> TASK ITEM
Once you find the line that contains "keys at startup." in the entries below, give it again along with every following line, unchanged, through the final one.

> DATA SHOWN
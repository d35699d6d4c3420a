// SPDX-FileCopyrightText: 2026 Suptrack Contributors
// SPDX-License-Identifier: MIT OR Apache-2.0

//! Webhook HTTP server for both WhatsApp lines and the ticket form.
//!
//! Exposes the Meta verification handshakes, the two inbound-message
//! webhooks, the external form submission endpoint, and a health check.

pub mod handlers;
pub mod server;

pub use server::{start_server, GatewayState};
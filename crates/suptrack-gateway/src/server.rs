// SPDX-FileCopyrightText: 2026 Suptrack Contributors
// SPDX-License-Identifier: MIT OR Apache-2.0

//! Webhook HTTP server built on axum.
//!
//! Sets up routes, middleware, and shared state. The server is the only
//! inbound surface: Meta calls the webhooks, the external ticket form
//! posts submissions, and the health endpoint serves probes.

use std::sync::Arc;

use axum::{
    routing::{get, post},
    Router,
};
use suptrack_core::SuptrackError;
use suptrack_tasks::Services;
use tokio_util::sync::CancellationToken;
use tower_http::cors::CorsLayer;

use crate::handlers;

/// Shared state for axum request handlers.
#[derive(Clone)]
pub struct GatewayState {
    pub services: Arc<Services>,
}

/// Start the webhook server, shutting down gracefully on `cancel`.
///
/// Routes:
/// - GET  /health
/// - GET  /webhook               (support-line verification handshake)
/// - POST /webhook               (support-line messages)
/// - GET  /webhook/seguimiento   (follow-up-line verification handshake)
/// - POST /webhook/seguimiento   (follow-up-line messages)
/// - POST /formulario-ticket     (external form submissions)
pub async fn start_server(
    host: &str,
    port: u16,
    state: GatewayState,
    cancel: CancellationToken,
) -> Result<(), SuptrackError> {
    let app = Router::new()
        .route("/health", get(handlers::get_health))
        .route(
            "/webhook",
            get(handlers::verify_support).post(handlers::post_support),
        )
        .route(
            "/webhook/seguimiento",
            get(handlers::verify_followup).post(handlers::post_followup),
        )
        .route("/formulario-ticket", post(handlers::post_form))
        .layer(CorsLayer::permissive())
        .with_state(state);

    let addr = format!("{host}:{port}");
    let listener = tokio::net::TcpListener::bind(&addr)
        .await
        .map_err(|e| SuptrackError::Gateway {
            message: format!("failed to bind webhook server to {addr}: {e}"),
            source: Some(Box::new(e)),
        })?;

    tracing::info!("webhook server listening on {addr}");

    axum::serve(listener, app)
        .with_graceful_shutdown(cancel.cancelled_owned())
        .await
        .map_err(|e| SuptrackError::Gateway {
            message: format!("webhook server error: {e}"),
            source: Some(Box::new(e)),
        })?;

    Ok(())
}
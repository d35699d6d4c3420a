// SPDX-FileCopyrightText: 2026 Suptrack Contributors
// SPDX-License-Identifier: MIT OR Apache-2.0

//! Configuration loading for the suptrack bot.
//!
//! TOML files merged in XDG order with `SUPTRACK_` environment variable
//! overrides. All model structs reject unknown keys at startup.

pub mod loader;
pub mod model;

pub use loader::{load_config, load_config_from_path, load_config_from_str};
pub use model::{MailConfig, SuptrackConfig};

> SOLUTION TO THIS TASK
//! overrides. All model structs reject unknown keys at startup.

pub mod loader;
pub mod model;

pub use loader::{load_config, load_config_from_path, load_config_from_str};
pub use model::{MailConfig, SuptrackConfig};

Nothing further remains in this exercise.